Chindamani ran across to Christoper and helped him brush the last of the brood from William’s neck.  As though transfixed, Zamyatin stood staring at the boy.  Spiders ran across his feet and vanished.

Christopher looked up at the Russian.  His face was expressionless, his eyes empty of any emotion.

“He’s dead,” he whispered.

Zamyatin looked at him blankly.  He did not understand.

“He’s dead,” Christopher repeated in Tibetan.

“My son is dead.”

What happened next was a blur.  There was a sound of shouting outside, followed almost immediately by a crash as the door was smashed open.  The two guards inside the room panicked and opened fire.  Two seconds later, the barrel of a heavy pistol appeared from behind the door-jamb The guards had forgotten to take cover before firing and presented easy targets.  Three shots rang out in quick succession, taking the guards and Bodo.

As that happened, Zamyatin whipped out his own pistol and waved it at the Khutukhtu, who was sitting beside Christopher alongside William’s body.  Chindamani grabbed Samdup and made for a door at the rear of the room, leading into the tunnel.

The man at the door stepped across the bodies of the guards into the room.  He held his pistol high, pointed at Zamyatin’s head.

It was Sepailov.

“Drop your gun, Mister Zamyatin,” he said in Russian.

“Otherwise, I will be forced to shoot.”

“One step closer,” Zamyatin replied without looking round, ‘and your Living Buddha is a dead one.”

“Be my guest.”  It was a different voice this time.  Von Ungern Sternberg eased himself past Sepailov into the room.  He cast a quick glance at William’s body, unable to make out what lay behind the small tragedy.  His men were in control of the palace.

Sukebator’s forces had pulled back to the outskirts of the city.  The remaining revolutionaries had been rounded up and were already being executed or interrogated.  There was just this little matter to clear up.

“The Khutukhtu is a traitor,” he went on.
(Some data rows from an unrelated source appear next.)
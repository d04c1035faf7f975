//! Command line interface for the offline packager.
//!
//! This module provides argument parsing, command dispatch and user feedback.

mod args;
pub mod commands;
mod output;

pub use args::{ArchiverKind, Args, Command, InterestArgs, RuntimeConfig};
pub use output::OutputManager;

use crate::error::{CliError, Result};

/// Main CLI entry point
pub fn run() -> Result<i32> {
    run_with(Args::parse_args())
}

/// Executes already parsed arguments.
pub fn run_with(args: Args) -> Result<i32> {
    args.validate()
        .map_err(|reason| CliError::InvalidArguments { reason })?;
    let config = RuntimeConfig::from(&args);

    match &args.command {
        Some(Command::Interest(interest)) => commands::execute_interest(interest, &config),
        None => commands::execute_package(&args, &config),
    }
}
//! Keeps a project manifest referencing the consolidated file.

use super::filesystem::FileSystem;
use hoist_foundation::HoistResult;
use hoist_lang_csharp::manifest::{analyze_manifest_content, ensure_referenced};
use std::path::Path;
use tracing::{debug, info};

/// Patch `manifest_path` so it references `file_name`.
///
/// Returns whether the manifest was written; it is only written when the
/// content actually changes.
pub async fn patch_manifest(
    fs: &dyn FileSystem,
    manifest_path: &Path,
    file_name: &str,
) -> HoistResult<bool> {
    let content = fs.read_to_string(manifest_path).await?;
    let project = analyze_manifest_content(&content, manifest_path)?;

    match ensure_referenced(&content, file_name, project.is_sdk_style())? {
        Some(patched) => {
            fs.write(manifest_path, &patched).await?;
            info!(
                manifest = %manifest_path.display(),
                project = %project.name,
                sdk_style = project.is_sdk_style(),
                "Added consolidated file reference to manifest"
            );
            Ok(true)
        }
        None => {
            debug!(manifest = %manifest_path.display(), "Manifest already references consolidated file");
            Ok(false)
        }
    }
}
“I have in my pocket a document signed by him, instructing his forces to transfer their allegiance to the revolutionary army.  I have already issued instructions for his execution.  You’re wasting your time, Zamyatin.  Go ahead and shoot him if you want: you’ll only be doing my job for me.

Zamyatin glanced round.  Ungern and Sepailov were in the room now. Only Sepailov held a gun; the baron was too much in control to feel he needed one.  Zamyatin looked back at the Khutukhtu, then at Christopher.  He needed another card to play, one that would force the baron to bargain.  He turned and caught sight of Chindamani and Samdup at the rear door, still hesitating.

‘For God’s sake, Chindamani!”  shouted Christopher.

“Get out of here!  Take Samdup and run!”

“I can’t go Ka-ris To-feh, not without you.  Don’t ask me to leave you.”  She had the boy and she knew she ought to make a run for it. His life was at stake: it was her duty to save him.  But she could not move.  With William dead, Christopher needed her more than ever.  Her love for him tore at her love for the boy, like a trapped beast with its claws.